• Win32 debug heap assertion after reading a cached filter filter while

    From Rob Swindell@1:103/705 to GitLab issue in main/sbbs on Wednesday, March 11, 2026 20:24:58
    open https://gitlab.synchro.net/main/sbbs/-/issues/1099

    If a new (possibly just the first) TCP client connection comes into a server (any of Synchronet's TCP servers) while the server is already in the process of terminating, but waiting for child threads to terminate (i.e. at the top of its local `cleanup()` function), a Microsoft debug heap assertion may be thrown upon destruction of a filter/trashcan file object.
    ```
    free_dbg_nolock(void * const block, const int block_use) (debug_heap.cpp:996) _free_dbg(void * block, int block_use) (debug_heap.cpp:1030)
    free(void * block) (free.cpp:35)
    strListFreeStrings(char * * list) (str_list.c:634)
    strListFree(char * * * list) (str_list.c:640)
    filterFile::~filterFile() (/filterfile.hpp:42)
    [External Code] (Unknown Source:0)
    cleanup(int code) (/mailsrvr.cpp:6113)
    mail_server(void * arg) (/mailsrvr.cpp:6632)
    [External Code] (Unknown Source:0)
    [Frames below may be incorrect and/or missing, no symbols loaded for sbbsctrl.exe] (Unknown Source:0)
    ```

    The larger the configured "semaphore check frequency" and the more frequent incoming connections, the more easy it was to reproduce the issue.

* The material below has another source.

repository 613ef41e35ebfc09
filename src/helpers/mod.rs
//! Helper functions for presenting posts

mod date;

pub use date::*;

I could reproduce it on any/all of Synchronet's TCP servers, though I tended to use the mail server for testing experimental changes.

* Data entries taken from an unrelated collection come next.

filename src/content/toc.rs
//! Table of contents extraction from markdown headings

use lazy_static::lazy_static;
use regex::Regex;
use serde::Serialize;

lazy_static! {
    static ref HEADING: Regex = Regex::new(r"(?m)^(#{1,6})[ \t]+(.+?)\r?$").unwrap();
    static ref DISALLOWED: Regex = Regex::new(r"[^a-z0-9\s-]").unwrap();
    static ref WHITESPACE: Regex = Regex::new(r"\s+").unwrap();
    static ref HYPHENS: Regex = Regex::new(r"-+").unwrap();
}

/// One heading in a document
#[derive(Debug, Clone, PartialEq, Eq, Serialize)]
pub struct TocEntry {
    /// Anchor id, see [`heading_id`]
    pub id: String,
    pub title: String,
    /// Number of leading `#` characters (1-6)
    pub level: u8,
}

/// Extract headings in document order
///
/// Ids are not deduplicated: two identical headings get the same id.
pub fn extract_toc(markdown: &str) -> Vec<TocEntry> {
    HEADING
        .captures_iter(markdown)
        .filter_map(|caps| {
            let title = caps[2].trim();
            if title.is_empty() {
                return None;
            }
            Some(TocEntry {
                id: heading_id(title),
                title: title.to_string(),
                level: caps[1].len() as u8,
            })
        })
        .collect()
}

/// Anchor id for a heading title
///
/// Lowercases, drops everything outside `[a-z0-9\s-]`, turns whitespace runs
/// into a hyphen and collapses repeated hyphens.
pub fn heading_id(title: &str) -> String {
    let lower = title.to_lowercase();
    let kept = DISALLOWED.replace_all(&lower, "");
    let hyphenated = WHITESPACE.replace_all(kept.trim(), "-");
    let collapsed = HYPHENS.replace_all(&hyphenated, "-");
    collapsed.trim_matches('-').to_string()
}

/// Anchor id for a single ATX heading line, as [`extract_toc`] computes it
///
/// The id comes from the raw line, so inline markup such as links counts
/// towards it.
pub fn heading_line_id(line: &str) -> Option<String> {
    let caps = HEADING.captures(line)?;
    let title = caps[2].trim();
    if title.is_empty() {
        None
    } else {
        Some(heading_id(title))
    }
}

/// Append `{#id}` attributes to every heading line
pub fn add_heading_ids(markdown: &str) -> String {
    HEADING
        .replace_all(markdown, |caps: &regex::Captures| {
            let title = caps[2].trim();
            if title.is_empty() {
                return caps[0].to_string();
            }
            format!("{} {} {{#{}}}", &caps[1], title, heading_id(title))
        })
        .into_owned()
}

#[cfg(test)]
mod tests {
    use super::*;

    #[test]
    fn test_extract_toc() {
        let toc = extract_toc("## Hello, World!\n\ntext\n\n### Sub Heading");
        assert_eq!(
            toc,
            vec![
                TocEntry {
                    id: "hello-world".to_string(),
                    title: "Hello, World!".to_string(),
                    level: 2,
                },
                TocEntry {
                    id: "sub-heading".to_string(),
                    title: "Sub Heading".to_string(),
                    level: 3,
                },
            ]
        );
    }

    #[test]
    fn test_levels_and_non_headings() {
        let md = "# One\n###### Six\n####### Seven\n#NoSpace\n  # Indented\ntext # not\n";
        let toc = extract_toc(md);
        let levels: Vec<_> = toc.iter().map(|e| (e.level, e.title.as_str())).collect();
        assert_eq!(levels, vec![(1, "One"), (6, "Six")]);
    }

    #[test]
    fn test_duplicate_ids_kept() {
        let toc = extract_toc("## Setup\n\n## Setup\n");
        assert_eq!(toc.len(), 2);
        assert_eq!(toc[0].id, toc[1].id);
    }

    #[test]
    fn test_heading_id() {
        assert_eq!(heading_id("1. Components"), "1-components");
        assert_eq!(heading_id("  Async / Await  "), "async-await");
        assert_eq!(heading_id("a -- b"), "a-b");
        assert_eq!(heading_id("-Edge-"), "edge");
        assert_eq!(heading_id("Café déjà vu"), "caf-dj-vu");
        assert_eq!(heading_id("!!!"), "");
    }

    #[test]
    fn test_crlf_headings() {
        let toc = extract_toc("## First\r\nbody\r\n## Second\r\n");
        assert_eq!(toc[0].title, "First");
        assert_eq!(toc[1].id, "second");
    }

    #[test]
    fn test_add_heading_ids() {
        let out = add_heading_ids("# Hello World\n\nSome text\n## Next Step");
        assert_eq!(
            out,
            "# Hello World {#hello-world}\n\nSome text\n## Next Step {#next-step}"
        );
    }
}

    The issue has never been seen/reproduced in Win32-release builds or non-Windows builds.

    Here's an fruitful Gemini discussion about the issue: https://gemini.google.com/share/aac98154728e

    Deuce had Claude take a look at the issue and provided a couple commits that did not resolve the issue:

    - commit 2fb010d6c3f20027e8b54d2a925e837b52314ea2
    - commit 61695ba1a683ef1a7a50223c5ca72d06df50ed9e

    Although the issue looks and smells like heap corruption, running sbbs.exe or sbbsctrl.exe under Microsoft's Application Verifier didn't find any heap corruption (with heap page "full" verification enabled), even when the assertion/exception occurred.

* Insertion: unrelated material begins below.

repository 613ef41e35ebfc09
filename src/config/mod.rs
//! Configuration module

mod site;

pub use site::SiteConfig;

    I failed to get sbbs.exe or sbbsctrl.exe to run successfully with Address Sanitizer enabled (out of memory errors trying to realloc a 60KB buffer to load main.ini for parsing).
    --- SBBSecho 3.37-Linux
    * Origin: Vertrauen - [vert/cvs/bbs].synchro.net (1:103/705)
  • From Rob Swindell@1:103/705 to GitLab note in main/sbbs on Wednesday, March 11, 2026 20:31:12
    https://gitlab.synchro.net/main/sbbs/-/issues/1099#note_8555

    Here's an example mail server log (breadcrumbs) from a reproduction case:
    ```
    3/9 07:39:31p Synchronet Mail Server Version 3.21d Debug
    3/9 07:39:31p Compiled master/4fe0bb198 Mar 09 2026 17:35 with MSC 1944
    3/9 07:39:31p Initializing on Mon Mar 9 19:39:31 2026 with options: 1c665d
    3/9 07:39:31p Loading configuration files from s:\sbbs\ctrl\
    3/9 07:39:32p MQTT connecting to broker 192.168.1.2:1883
    3/9 07:39:32p SMTP Transfer Agent listening on socket 0.0.0.0 port 25
    3/9 07:39:32p SMTP Transfer Agent listening on socket :: port 25
    3/9 07:39:32p SMTP Submission Agent listening on socket 0.0.0.0 port 587
    3/9 07:39:32p SMTP Submission Agent listening on socket :: port 587
    3/9 07:39:32p POP3 Server listening on socket 0.0.0.0 port 110
    3/9 07:39:32p Mail Server thread started
    3/9 07:39:33p Mail Server terminate
    3/9 07:39:34p 0000 Waiting for 1 child threads to terminate
    3/9 07:39:34p 1292 SMTP [158.94.208.215] Connection accepted on 71.95.196.34 port 25 from port 51260
    3/9 07:39:39p 1292 SMTP [158.94.208.215] Hostname: <no name>
    3/9 07:39:39p 1292 SMTP [158.94.208.215] !CLIENT BLOCKED in s:\sbbs\text\ip.can since Mar 9 01:46:33 2026 for 3 FAILED LOGIN ATTEMPTS in 59.2m using SMTP (1 total)
    3/9 07:39:39p 0000 Done waiting for child threads to terminate
    3/9 07:39:39p 1848 SMTP Transfer Agent closing socket 0.0.0.0 port 25
    3/9 07:39:39p 1224 SMTP Transfer Agent closing socket :: port 25
    3/9 07:39:39p 1388 SMTP Submission Agent closing socket 0.0.0.0 port 587
    3/9 07:39:39p 1752 SMTP Submission Agent closing socket :: port 587
    3/9 07:39:39p 1384 POP3 Server closing socket 0.0.0.0 port 110
    3/9 07:39:39p #### Mail Server thread terminated (1 connections served, 1 ip-filtered, 0 messages received, 2 concurrent clients)

    ```
    --- SBBSecho 3.37-Linux
    * Origin: Vertrauen - [vert/cvs/bbs].synchro.net (1:103/705)
  • From Rob Swindell@1:103/705 to GitLab note in main/sbbs on Thursday, March 12, 2026 12:40:45
    https://gitlab.synchro.net/main/sbbs/-/issues/1099#note_8566

    As mentioned in commit 9168bd69, if we I a call to `strListFree(&list);` in `filterFile::reset()`, the crash scenario is possible again.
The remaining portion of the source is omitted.